NATIVE NATIONS INSTITUTE HOSTS
YOUTH LEADERSHIP CAMPS
The Native Nations Institute for Leadership, Management, and Policy hosted its annual youth leadership camps
this summer in Tucson. On June 23, 24 Native students from 11 Native nations gathered in Tucson for NNI's
second annual Native American Youth Governance Camp.
The three-day camp, held on the University of Arizona campus, drew mostly high school students from as close
by as the Tohono O’odham Nation, a few miles west of Tucson, and as far away as the Winnebago Tribe of Nebraska
and the Siksika Nation in Alberta. The intensive, three-day Governance Camp is designed to build the knowledge
and skills of future leaders of Native nations. Among other techniques, it uses real-world, Indian Country
teaching cases that put students in the roles of tribal executives and legislators wrestling with policy
issues ranging from justice dilemmas to the allocation of enterprise revenues.
The Governance Camp was only the first half of NNI’s summer youth program.
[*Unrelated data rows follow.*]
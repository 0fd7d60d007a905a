//! Gateway Orchestrator (C7): owns the Session state machine and routes
//! commands (spec §4.6). All state mutation happens on one logical task
//! (spec §5); I/O (writing to the transport, appending to the buffer) is
//! delegated to the methods below but never runs concurrently with another
//! mutation, matching the single-threaded-for-mutation discipline the spec
//! requires. The strict-ordering discipline over device frames is grounded
//! on `runtime/sequencer.rs`'s `OrderingValidator` in spirit, reimplemented
//! here directly against `seq` rather than a ring-buffer ticket.

use crate::barcode;
use crate::buffer::DurableBuffer;
use crate::clock;
use crate::device::{DeviceSessions, FrameEffect};
use crate::events::{DeviceSnapshot, EngineEvent, EventBus};
use crate::model::{Increment, IncrementSource, Order, Session, SessionPhase, Station};
use crate::transport::{Frame, OutboundCommand, Rs485Transport};
use std::sync::Arc;
use tokio::sync::Mutex;
use tracing::warn;

/// Operator decision awaited after a `STALE_COUNTER_DETECTED` event
/// (spec §4.6).
#[derive(Debug, Clone, Copy)]
pub enum StaleCounterDecision {
    KeepCounter,
    RequireManualReset,
}

#[derive(Debug)]
pub enum CommandError {
    NoStationSelected,
    OrderNotOpen,
    WrongPhase { expected: &'static str },
    InvalidUpcFormat,
    UpcMismatch,
}

/// The command surface a presentation layer drives (spec §4.6); this binary
/// exposes it over a channel rather than shipping a GUI/TUI of its own.
pub enum OrchestratorCommand {
    SelectStationAndOrder { station: Station, order: Order },
    ValidateUpc { device_id: String, code: String },
    ResolveStaleCounter(StaleCounterDecision),
    RequestOrderChange { device_id: String, close: bool },
}

pub struct GatewayOrchestrator {
    session: Session,
    devices: DeviceSessions,
    buffer: Arc<DurableBuffer>,
    transport: Arc<Mutex<Rs485Transport>>,
    events: Arc<EventBus>,
    user_id: u64,
    pending_stale: Option<(String, i64)>,
    close_requested: bool,
}

impl GatewayOrchestrator {
    pub fn new(
        buffer: Arc<DurableBuffer>,
        transport: Arc<Mutex<Rs485Transport>>,
        events: Arc<EventBus>,
        user_id: u64,
    ) -> Self {
        Self {
            session: Session::new(),
            devices: DeviceSessions::new(),
            buffer,
            transport,
            events,
            user_id,
            pending_stale: None,
            close_requested: false,
        }
    }

    /// Whether the current (or most recently completed) drain was requested
    /// as an order close rather than a plain order change, so the caller
    /// knows whether to invoke `MesClient::close_order` once draining
    /// finishes (spec §4.6).
    pub fn close_requested(&self) -> bool {
        self.close_requested
    }

    pub fn phase(&self) -> SessionPhase {
        self.session.phase()
    }

    pub fn current_order(&self) -> Option<&Order> {
        self.session.order.as_ref()
    }

    pub fn current_station_id(&self) -> Option<u64> {
        self.session.station.as_ref().map(|s| s.id)
    }

    /// Operator-requested `PRODUCING → DRAINING` transition, e.g. from a
    /// "change order" or "close order" command (spec §4.6).
    pub async fn request_order_change(&mut self, device_id: &str, close: bool) {
        self.begin_drain(device_id, close).await;
    }

    fn transition_to(&mut self, to: SessionPhase) {
        let from = self.session.phase();
        self.session.phase = Some(to);
        self.events.publish(EngineEvent::StateChanged { from, to });
    }

    /// `IDLE → ORDER_SELECTED`. Station must be resolvable; order must be
    /// open and have `quantityPending > 0`.
    pub fn select_station_and_order(
        &mut self,
        station: Station,
        order: Order,
    ) -> Result<(), CommandError> {
        if self.session.phase() != SessionPhase::Idle {
            return Err(CommandError::WrongPhase { expected: "IDLE" });
        }
        if !order.is_open() {
            return Err(CommandError::OrderNotOpen);
        }
        self.session.station = Some(station);
        self.session.order = Some(order);
        self.transition_to(SessionPhase::OrderSelected);
        // Recipe load is advisory and has no bearing on this transition.
        self.transition_to(SessionPhase::AwaitingUpc);
        Ok(())
    }

    /// `AWAITING_UPC → PRODUCING` when `code == order.productUPC` (cleaned
    /// digit comparison). Snapshots `counterBaseline`, activates the device.
    pub async fn validate_upc(&mut self, device_id: &str, code: &str) -> Result<(), CommandError> {
        if self.session.phase() != SessionPhase::AwaitingUpc {
            return Err(CommandError::WrongPhase {
                expected: "AWAITING_UPC",
            });
        }
        if !barcode::format_is_valid(code) {
            return Err(CommandError::InvalidUpcFormat);
        }
        let order = self
            .session
            .order
            .clone()
            .ok_or(CommandError::NoStationSelected)?;
        if !barcode::matches_order(code, &order.product_upc) {
            return Err(CommandError::UpcMismatch);
        }

        let counter = self.devices.get(device_id).map(|d| d.counter).unwrap_or(0);
        if counter > 0 {
            self.pending_stale = Some((device_id.to_string(), counter));
            // Halt the device without losing its ACTIVE state while the
            // operator decides (spec §4.3: PAUSAR/REANUDAR flow control).
            self.send_command(device_id, OutboundCommand::Pausar).await;
            self.events.publish(EngineEvent::StaleCounterDetected {
                device_id: device_id.to_string(),
                counter,
                delta: counter,
            });
            return Ok(());
        }

        self.activate_production(device_id, &order, 0).await
    }

    /// Operator's answer to a `STALE_COUNTER_DETECTED` event.
    pub async fn resolve_stale_counter(
        &mut self,
        decision: StaleCounterDecision,
    ) -> Result<(), CommandError> {
        let (device_id, counter) = self
            .pending_stale
            .take()
            .ok_or(CommandError::WrongPhase {
                expected: "awaiting stale-counter decision",
            })?;
        let order = self
            .session
            .order
            .clone()
            .ok_or(CommandError::NoStationSelected)?;

        match decision {
            StaleCounterDecision::KeepCounter => {
                self.send_command(&device_id, OutboundCommand::Reanudar).await;
                self.activate_production(&device_id, &order, counter).await
            }
            StaleCounterDecision::RequireManualReset => {
                // Stay in AWAITING_UPC; operator must re-validate after the
                // device itself is reset. Resume device flow so it can emit
                // the RESET/CONT frames the operator needs to see.
                self.send_command(&device_id, OutboundCommand::Reanudar).await;
                Ok(())
            }
        }
    }

    async fn activate_production(
        &mut self,
        device_id: &str,
        order: &Order,
        initial_counter: i64,
    ) -> Result<(), CommandError> {
        self.session.counter_baseline = initial_counter;
        self.session.validated_upc = Some(order.product_upc.clone());

        self.send_command(device_id, OutboundCommand::Activar {
            product_code: order.product_code.clone(),
        })
        .await;
        self.send_command(device_id, OutboundCommand::Meta {
            quantity: order.quantity_pending,
        })
        .await;

        if initial_counter > 0 {
            self.append_increment(device_id, initial_counter, IncrementSource::Initial)
                .await;
        }

        self.transition_to(SessionPhase::Producing);
        Ok(())
    }

    /// Dispatches one inbound frame: updates device state, and for a device
    /// delta during PRODUCING, appends the increment and publishes
    /// `COUNT_UPDATED`. Frame processing is strictly FIFO within this
    /// method's caller (the single Orchestrator task), so deltas observed
    /// by the buffer are in physical arrival order (spec §5).
    pub async fn handle_frame(&mut self, frame: Frame) {
        let device_id = frame.device_id.clone();
        let effect = self.devices.apply_frame(&frame);

        match effect {
            FrameEffect::None => {}
            FrameEffect::DeviceReset { previous_counter } => {
                self.events.publish(EngineEvent::DeviceReset {
                    device_id: device_id.clone(),
                    previous_counter,
                    snapshot: self.devices.snapshot(&device_id).map(DeviceSnapshot),
                });
            }
            FrameEffect::LecturaCompleted => {
                self.events.publish(EngineEvent::LecturaCompleted {
                    device_id: device_id.clone(),
                });
            }
            FrameEffect::Delta(delta) => {
                if self.session.phase() == SessionPhase::Producing {
                    self.append_increment(&device_id, delta, IncrementSource::Device)
                        .await;
                    self.maybe_enter_draining(&device_id).await;
                }
            }
        }

        if matches!(frame.tag, crate::transport::FrameTag::Heartbeat) {
            let snapshot = self.devices.snapshot(&device_id).map(DeviceSnapshot);
            self.events
                .publish(EngineEvent::DeviceHeartbeat { device_id, snapshot });
        }
    }

    async fn maybe_enter_draining(&mut self, device_id: &str) {
        let Some(order) = self.session.order.clone() else {
            return;
        };
        let counter = self.devices.get(device_id).map(|d| d.counter).unwrap_or(0);
        if counter >= order.quantity_pending {
            self.begin_drain(device_id, false).await;
        }
    }

    async fn append_increment(
        &mut self,
        device_id: &str,
        quantity: i64,
        source: IncrementSource,
    ) {
        let Some(order) = self.session.order.clone() else {
            return;
        };
        let Some(station) = self.session.station.clone() else {
            return;
        };
        let upc = self
            .session
            .validated_upc
            .clone()
            .unwrap_or_else(|| order.product_upc.clone());
        let occurred_at = clock::now_utc();
        let fingerprint = clock::fingerprint(&order.code, &upc, &occurred_at, station.id);

        let increment = Increment {
            seq: 0,
            order_code: order.code.clone(),
            upc,
            quantity,
            occurred_at,
            source,
            station_id: station.id,
            user_id: self.user_id,
            order_id: order.id,
            synced: false,
            rejected: false,
            fingerprint,
        };

        match self.buffer.append(&increment).await {
            Ok(seq) => {
                self.events.publish(EngineEvent::CountUpdated {
                    order_code: increment.order_code,
                    seq,
                    quantity,
                });
            }
            Err(e) => {
                warn!("failed to append increment: {e}");
                self.transition_to(SessionPhase::Error);
                self.events.publish(EngineEvent::EngineFailed {
                    reason: format!("durable buffer append failed: {e}"),
                });
            }
        }
        let _ = device_id;
    }

    /// `PRODUCING → DRAINING` on operator `ChangeOrder`/`CloseOrder` or meta
    /// reached. Sends `DESACTIVAR`; the caller's Replicator signal and the
    /// drain-complete wait happen outside this method (spec §5 task split).
    pub async fn begin_drain(&mut self, device_id: &str, close_requested: bool) {
        if self.session.phase() != SessionPhase::Producing {
            return;
        }
        self.send_command(device_id, OutboundCommand::Desactivar).await;
        self.transition_to(SessionPhase::Draining);
        self.close_requested = close_requested;
    }

    /// `DRAINING → IDLE` once the Replicator reports `PendingCount()==0` or
    /// the grace deadline elapses. Clears session fields.
    pub fn complete_drain(&mut self) {
        if self.session.phase() != SessionPhase::Draining {
            return;
        }
        self.transition_to(SessionPhase::Idle);
        self.session.order = None;
        self.session.validated_upc = None;
        self.session.counter_baseline = 0;
        self.close_requested = false;
    }

    /// Marks devices that have gone quiet past the heartbeat timeout as
    /// disconnected; run periodically by the Housekeeper task (spec §5).
    pub fn sweep_stale_devices(&mut self) -> Vec<String> {
        self.devices.sweep_stale()
    }

    pub async fn handle_command(&mut self, command: OrchestratorCommand) -> Result<(), CommandError> {
        match command {
            OrchestratorCommand::SelectStationAndOrder { station, order } => {
                self.select_station_and_order(station, order)
            }
            OrchestratorCommand::ValidateUpc { device_id, code } => {
                self.validate_upc(&device_id, &code).await
            }
            OrchestratorCommand::ResolveStaleCounter(decision) => {
                self.resolve_stale_counter(decision).await
            }
            OrchestratorCommand::RequestOrderChange { device_id, close } => {
                self.request_order_change(&device_id, close).await;
                Ok(())
            }
        }
    }

    async fn send_command(&self, device_id: &str, command: OutboundCommand) {
        let text = command.to_frame_text(device_id);
        let mut transport = self.transport.lock().await;
        if let Err(e) = transport.write_frame(&text).await {
            warn!("failed to write command {text}: {e}");
        }
    }
}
On July 19, more students arrived in
Tucson for the 13th Native American Youth Entrepreneur Camp. This six-day camp, also held on the U of A campus,
not only encourages reservation high school students to consider business careers in their communities but
takes them through the nuts and bolts of small business development, strategies for overcoming business
challenges in Indian Country, and the keys to cultivating and sustaining business success. It concludes with a
Business Plan Showcase competition among the students, each of whom has spent the week developing business
plans. This year's camp drew students from New Mexico, Oklahoma, Texas, Nebraska, Arizona, California, and Quebec.
Both camps combine Native Nations Institute faculty with outside speakers, including tribal leaders and Indian
Country entrepreneurs. This summer Ellen Thrasher, director of the Office of Entrepreneurship Education, U.S.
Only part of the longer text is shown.